START Dataset extract

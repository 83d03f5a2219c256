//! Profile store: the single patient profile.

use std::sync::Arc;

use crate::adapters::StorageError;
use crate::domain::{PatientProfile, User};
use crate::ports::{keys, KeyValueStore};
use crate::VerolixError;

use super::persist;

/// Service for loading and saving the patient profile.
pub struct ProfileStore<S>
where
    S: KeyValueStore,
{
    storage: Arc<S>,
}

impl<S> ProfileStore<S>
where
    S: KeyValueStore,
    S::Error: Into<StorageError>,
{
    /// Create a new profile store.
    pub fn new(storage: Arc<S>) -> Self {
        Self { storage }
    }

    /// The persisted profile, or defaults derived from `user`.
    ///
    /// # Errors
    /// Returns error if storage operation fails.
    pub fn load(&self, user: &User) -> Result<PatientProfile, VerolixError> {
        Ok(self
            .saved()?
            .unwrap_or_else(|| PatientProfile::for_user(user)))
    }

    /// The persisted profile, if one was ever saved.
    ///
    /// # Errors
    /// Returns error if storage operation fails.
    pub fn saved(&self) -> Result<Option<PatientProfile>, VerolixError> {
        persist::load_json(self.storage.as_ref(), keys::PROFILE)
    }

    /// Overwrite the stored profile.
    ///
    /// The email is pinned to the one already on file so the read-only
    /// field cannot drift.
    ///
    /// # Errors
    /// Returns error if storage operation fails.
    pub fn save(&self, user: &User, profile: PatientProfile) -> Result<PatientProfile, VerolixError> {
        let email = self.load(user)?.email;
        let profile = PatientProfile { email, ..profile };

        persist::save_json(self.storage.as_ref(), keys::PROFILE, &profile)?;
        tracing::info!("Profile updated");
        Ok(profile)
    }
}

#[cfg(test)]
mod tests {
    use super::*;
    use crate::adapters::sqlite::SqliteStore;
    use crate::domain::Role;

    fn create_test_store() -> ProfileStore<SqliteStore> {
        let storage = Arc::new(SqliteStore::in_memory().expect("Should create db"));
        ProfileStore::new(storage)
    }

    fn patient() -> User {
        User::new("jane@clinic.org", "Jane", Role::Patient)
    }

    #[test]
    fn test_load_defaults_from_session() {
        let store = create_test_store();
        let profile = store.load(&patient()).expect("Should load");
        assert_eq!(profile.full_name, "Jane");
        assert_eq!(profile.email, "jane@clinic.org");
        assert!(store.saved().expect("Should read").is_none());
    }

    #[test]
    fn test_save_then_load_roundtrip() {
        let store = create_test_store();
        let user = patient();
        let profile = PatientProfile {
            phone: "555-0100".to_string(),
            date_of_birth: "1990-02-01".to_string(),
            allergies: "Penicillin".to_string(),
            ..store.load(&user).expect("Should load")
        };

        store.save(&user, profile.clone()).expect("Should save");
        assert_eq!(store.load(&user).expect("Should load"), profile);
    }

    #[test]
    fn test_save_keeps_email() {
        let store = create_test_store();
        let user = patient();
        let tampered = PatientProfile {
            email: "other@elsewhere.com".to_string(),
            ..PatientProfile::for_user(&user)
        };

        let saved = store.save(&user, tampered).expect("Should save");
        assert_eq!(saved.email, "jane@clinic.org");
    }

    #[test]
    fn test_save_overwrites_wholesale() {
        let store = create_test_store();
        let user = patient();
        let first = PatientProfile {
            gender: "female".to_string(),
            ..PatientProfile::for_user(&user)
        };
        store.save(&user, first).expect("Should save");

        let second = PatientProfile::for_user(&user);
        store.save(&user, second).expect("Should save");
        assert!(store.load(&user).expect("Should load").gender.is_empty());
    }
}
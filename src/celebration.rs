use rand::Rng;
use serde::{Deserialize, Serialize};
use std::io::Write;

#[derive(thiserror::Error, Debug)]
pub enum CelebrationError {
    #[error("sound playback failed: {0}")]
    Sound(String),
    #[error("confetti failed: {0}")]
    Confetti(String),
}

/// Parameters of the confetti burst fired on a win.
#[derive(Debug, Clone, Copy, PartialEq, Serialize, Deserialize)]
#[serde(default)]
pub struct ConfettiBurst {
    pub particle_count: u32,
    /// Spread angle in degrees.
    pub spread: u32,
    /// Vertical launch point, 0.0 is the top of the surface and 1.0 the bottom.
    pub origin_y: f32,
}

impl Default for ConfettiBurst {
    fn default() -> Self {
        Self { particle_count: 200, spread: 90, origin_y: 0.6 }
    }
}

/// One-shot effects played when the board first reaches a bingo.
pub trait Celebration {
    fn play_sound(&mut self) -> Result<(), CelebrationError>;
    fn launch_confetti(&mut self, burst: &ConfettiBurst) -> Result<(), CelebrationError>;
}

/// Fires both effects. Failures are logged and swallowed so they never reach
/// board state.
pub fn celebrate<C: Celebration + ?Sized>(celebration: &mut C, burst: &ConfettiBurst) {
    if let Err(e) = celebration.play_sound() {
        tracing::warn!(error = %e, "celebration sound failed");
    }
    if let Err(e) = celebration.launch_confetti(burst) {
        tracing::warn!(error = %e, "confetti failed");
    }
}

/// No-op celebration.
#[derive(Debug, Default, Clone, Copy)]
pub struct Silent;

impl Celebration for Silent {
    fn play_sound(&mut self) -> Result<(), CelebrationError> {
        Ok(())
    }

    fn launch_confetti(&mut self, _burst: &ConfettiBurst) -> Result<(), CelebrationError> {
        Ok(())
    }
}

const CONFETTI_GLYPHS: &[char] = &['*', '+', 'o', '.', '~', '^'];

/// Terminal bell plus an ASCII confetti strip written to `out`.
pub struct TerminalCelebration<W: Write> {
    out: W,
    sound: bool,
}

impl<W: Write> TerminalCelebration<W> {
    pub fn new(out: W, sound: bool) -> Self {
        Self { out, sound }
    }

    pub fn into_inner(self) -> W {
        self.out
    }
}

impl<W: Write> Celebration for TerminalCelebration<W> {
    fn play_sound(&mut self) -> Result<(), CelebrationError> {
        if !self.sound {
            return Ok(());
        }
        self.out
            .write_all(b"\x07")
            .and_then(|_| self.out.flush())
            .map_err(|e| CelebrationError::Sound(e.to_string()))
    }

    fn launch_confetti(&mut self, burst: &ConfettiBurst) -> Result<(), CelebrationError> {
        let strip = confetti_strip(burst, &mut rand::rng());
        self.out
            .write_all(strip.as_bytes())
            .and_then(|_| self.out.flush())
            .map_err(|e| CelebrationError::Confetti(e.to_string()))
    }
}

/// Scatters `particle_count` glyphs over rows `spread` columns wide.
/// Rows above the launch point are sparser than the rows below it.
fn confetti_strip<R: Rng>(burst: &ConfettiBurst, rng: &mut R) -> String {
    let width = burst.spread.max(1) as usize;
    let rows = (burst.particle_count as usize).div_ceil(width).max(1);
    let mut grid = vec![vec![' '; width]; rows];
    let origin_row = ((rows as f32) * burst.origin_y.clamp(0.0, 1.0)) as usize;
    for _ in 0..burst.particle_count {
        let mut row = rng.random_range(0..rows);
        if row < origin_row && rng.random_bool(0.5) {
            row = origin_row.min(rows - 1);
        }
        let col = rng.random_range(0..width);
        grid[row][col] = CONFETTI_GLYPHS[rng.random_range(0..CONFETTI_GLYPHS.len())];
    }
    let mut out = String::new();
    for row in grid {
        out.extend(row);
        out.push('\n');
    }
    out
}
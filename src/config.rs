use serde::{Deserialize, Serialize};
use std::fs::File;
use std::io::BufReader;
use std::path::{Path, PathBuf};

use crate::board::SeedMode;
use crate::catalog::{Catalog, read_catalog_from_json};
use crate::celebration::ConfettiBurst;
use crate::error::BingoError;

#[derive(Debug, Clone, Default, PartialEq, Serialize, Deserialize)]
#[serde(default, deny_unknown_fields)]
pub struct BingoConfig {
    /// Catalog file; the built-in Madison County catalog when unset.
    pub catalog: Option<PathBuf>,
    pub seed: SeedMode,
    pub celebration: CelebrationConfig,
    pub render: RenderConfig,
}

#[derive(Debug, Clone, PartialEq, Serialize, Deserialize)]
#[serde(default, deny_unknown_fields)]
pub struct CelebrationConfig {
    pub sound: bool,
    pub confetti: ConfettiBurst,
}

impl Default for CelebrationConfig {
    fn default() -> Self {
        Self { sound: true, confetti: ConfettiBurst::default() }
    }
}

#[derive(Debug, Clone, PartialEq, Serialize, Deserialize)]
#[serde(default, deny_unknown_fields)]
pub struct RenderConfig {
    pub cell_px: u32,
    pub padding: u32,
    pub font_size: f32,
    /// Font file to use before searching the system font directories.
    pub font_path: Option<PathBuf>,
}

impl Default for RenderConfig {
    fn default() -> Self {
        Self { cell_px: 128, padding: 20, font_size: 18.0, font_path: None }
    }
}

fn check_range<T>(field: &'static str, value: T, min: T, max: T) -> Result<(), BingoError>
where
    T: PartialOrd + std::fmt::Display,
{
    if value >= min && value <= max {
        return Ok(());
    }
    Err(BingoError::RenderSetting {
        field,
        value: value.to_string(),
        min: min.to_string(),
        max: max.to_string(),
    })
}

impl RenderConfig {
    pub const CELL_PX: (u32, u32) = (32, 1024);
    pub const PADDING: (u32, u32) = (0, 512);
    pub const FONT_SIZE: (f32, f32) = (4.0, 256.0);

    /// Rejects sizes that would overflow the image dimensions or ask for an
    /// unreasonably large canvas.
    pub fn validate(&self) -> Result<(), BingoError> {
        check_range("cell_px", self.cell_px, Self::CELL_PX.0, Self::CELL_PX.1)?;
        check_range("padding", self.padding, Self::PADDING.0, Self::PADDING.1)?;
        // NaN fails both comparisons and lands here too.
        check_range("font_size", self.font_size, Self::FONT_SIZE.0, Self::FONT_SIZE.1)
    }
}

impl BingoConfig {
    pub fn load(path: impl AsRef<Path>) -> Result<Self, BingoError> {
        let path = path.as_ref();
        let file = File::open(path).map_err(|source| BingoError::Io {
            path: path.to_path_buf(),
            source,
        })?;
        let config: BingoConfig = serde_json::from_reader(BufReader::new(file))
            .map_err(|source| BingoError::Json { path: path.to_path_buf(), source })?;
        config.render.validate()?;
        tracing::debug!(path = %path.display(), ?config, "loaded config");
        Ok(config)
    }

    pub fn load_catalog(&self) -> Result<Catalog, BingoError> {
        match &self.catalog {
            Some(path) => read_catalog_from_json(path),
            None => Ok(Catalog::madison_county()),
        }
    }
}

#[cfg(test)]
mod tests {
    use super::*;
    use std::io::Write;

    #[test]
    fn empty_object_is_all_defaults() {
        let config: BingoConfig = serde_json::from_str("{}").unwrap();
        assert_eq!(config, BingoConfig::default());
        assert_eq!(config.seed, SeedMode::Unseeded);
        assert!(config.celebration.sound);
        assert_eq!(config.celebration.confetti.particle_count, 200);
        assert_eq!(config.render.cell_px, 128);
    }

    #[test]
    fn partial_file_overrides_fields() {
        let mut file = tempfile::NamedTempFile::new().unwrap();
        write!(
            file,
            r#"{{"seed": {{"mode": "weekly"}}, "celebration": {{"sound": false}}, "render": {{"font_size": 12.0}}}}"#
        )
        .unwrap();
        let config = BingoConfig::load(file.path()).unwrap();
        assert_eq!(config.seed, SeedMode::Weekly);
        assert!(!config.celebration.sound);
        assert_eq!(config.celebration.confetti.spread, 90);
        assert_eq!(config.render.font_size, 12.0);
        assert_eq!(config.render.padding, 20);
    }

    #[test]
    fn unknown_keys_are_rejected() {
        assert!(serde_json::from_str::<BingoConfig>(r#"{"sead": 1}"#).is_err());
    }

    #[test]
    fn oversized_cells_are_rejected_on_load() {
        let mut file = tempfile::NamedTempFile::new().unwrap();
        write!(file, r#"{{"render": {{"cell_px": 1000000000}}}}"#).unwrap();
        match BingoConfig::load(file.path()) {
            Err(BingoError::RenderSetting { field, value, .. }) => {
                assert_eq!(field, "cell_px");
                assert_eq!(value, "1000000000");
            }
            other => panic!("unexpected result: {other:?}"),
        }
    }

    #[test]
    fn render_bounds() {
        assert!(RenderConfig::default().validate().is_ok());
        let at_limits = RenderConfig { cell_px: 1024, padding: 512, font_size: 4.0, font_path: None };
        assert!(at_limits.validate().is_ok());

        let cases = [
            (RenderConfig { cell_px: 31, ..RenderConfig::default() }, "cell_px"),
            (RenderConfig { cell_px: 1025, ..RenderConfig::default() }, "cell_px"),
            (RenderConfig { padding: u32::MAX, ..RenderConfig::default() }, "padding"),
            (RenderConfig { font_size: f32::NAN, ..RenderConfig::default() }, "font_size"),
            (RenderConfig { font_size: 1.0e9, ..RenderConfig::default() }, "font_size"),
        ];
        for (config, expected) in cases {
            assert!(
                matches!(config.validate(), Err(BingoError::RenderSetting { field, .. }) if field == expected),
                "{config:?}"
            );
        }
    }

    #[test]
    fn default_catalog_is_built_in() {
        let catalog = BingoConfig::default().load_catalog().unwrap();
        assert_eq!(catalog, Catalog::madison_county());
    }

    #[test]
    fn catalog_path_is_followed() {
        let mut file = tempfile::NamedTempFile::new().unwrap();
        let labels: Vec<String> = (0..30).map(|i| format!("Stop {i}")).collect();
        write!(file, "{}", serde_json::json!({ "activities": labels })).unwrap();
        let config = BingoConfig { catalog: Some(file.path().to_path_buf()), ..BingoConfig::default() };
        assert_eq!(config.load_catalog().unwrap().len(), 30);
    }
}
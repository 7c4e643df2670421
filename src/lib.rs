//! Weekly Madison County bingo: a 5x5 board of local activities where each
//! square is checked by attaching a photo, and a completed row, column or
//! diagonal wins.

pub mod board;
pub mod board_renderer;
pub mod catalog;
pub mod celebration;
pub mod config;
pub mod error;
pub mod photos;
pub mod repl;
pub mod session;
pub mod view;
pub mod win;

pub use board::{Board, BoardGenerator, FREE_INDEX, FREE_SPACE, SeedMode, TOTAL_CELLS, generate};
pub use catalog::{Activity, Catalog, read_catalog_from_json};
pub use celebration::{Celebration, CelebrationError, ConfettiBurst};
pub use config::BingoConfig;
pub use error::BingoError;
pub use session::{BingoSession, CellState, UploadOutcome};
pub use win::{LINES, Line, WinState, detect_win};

END Dataset extract

• [Action item] Please write out exactly the lines from the start of the data through the line that contains "the patient profile.", both ends included, and nothing else.

• [Answer space]
repository 83d03f5a2219c256
//! Profile store: the single patient profile.

use std::sync::Arc;

use crate::adapters::StorageError;
use crate::domain::{PatientProfile, User};
use crate::ports::{keys, KeyValueStore};
use crate::VerolixError;

use super::persist;

/// Service for loading and saving the patient profile.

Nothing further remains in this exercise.